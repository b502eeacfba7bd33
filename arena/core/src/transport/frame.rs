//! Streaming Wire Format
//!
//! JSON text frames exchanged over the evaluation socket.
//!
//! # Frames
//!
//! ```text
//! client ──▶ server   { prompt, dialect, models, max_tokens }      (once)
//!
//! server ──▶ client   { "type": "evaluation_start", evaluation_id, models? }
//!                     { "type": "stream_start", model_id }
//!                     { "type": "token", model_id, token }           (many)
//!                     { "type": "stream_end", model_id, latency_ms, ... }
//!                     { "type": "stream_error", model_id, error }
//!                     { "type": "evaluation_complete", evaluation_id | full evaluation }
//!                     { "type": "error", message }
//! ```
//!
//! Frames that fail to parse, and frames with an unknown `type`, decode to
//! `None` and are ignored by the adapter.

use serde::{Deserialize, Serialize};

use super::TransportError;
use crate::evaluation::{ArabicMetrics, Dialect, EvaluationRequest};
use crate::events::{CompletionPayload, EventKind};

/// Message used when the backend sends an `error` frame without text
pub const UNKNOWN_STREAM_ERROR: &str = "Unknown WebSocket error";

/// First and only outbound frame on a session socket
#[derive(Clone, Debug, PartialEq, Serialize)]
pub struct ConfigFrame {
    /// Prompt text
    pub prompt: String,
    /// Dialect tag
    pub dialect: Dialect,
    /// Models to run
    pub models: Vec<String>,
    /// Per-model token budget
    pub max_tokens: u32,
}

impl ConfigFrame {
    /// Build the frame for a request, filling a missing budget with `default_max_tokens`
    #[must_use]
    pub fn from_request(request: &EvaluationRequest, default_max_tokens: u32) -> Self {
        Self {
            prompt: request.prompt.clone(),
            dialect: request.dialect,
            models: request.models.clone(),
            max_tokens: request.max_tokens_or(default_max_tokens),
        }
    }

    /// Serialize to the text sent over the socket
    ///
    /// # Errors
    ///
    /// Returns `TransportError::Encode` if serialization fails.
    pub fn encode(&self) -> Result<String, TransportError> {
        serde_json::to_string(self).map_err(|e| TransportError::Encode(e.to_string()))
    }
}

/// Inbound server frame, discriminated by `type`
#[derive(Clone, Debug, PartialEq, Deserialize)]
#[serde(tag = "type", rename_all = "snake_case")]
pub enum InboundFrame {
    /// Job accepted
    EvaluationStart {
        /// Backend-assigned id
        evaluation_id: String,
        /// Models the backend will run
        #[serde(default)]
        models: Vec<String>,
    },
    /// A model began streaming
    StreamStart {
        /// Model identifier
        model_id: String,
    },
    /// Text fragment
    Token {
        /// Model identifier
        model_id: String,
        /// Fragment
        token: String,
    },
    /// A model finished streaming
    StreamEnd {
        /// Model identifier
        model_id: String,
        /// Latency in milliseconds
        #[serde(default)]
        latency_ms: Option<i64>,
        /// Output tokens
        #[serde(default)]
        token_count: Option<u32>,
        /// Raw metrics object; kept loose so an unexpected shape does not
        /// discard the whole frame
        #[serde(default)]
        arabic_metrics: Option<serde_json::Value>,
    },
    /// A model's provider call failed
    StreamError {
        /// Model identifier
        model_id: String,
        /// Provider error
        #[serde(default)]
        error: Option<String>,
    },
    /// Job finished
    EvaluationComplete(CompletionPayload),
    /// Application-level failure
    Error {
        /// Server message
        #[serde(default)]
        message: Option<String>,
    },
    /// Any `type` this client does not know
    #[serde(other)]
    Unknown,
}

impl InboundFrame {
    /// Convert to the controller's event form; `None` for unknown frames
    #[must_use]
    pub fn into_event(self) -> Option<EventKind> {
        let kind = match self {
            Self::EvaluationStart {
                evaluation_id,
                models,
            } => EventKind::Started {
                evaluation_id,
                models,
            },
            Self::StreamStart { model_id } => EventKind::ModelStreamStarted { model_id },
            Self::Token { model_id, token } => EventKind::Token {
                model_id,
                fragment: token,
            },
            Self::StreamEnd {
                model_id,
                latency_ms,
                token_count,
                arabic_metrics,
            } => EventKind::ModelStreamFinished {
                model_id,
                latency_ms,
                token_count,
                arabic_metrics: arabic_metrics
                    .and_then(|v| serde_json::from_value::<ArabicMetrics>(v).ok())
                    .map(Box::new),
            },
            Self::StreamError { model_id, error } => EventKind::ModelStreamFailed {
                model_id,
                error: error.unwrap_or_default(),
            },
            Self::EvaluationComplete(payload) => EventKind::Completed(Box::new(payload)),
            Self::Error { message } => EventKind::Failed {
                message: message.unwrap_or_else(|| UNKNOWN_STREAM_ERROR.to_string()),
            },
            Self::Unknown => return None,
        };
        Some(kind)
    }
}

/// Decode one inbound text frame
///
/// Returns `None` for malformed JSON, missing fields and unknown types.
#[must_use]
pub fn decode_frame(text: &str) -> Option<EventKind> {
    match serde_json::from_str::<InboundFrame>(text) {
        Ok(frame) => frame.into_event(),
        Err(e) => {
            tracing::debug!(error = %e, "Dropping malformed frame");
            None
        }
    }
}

*ACTION ITEM*. Set down each line of the material verbatim, from the first line through the line that contains "Frames that fail".

*PROBLEM SOLUTION*.
repository b502eeacfba7bd33
filename arena/core/src/transport/frame.rs
//! Streaming Wire Format
//!
//! JSON text frames exchanged over the evaluation socket.
//!
//! # Frames
//!
//! ```text
//! client ──▶ server   { prompt, dialect, models, max_tokens }      (once)
//!
//! server ──▶ client   { "type": "evaluation_start", evaluation_id, models? }
//!                     { "type": "stream_start", model_id }
//!                     { "type": "token", model_id, token }           (many)
//!                     { "type": "stream_end", model_id, latency_ms, ... }
//!                     { "type": "stream_error", model_id, error }
//!                     { "type": "evaluation_complete", evaluation_id | full evaluation }
//!                     { "type": "error", message }
//! ```
//!
//! Frames that fail to parse, and frames with an unknown `type`, decode to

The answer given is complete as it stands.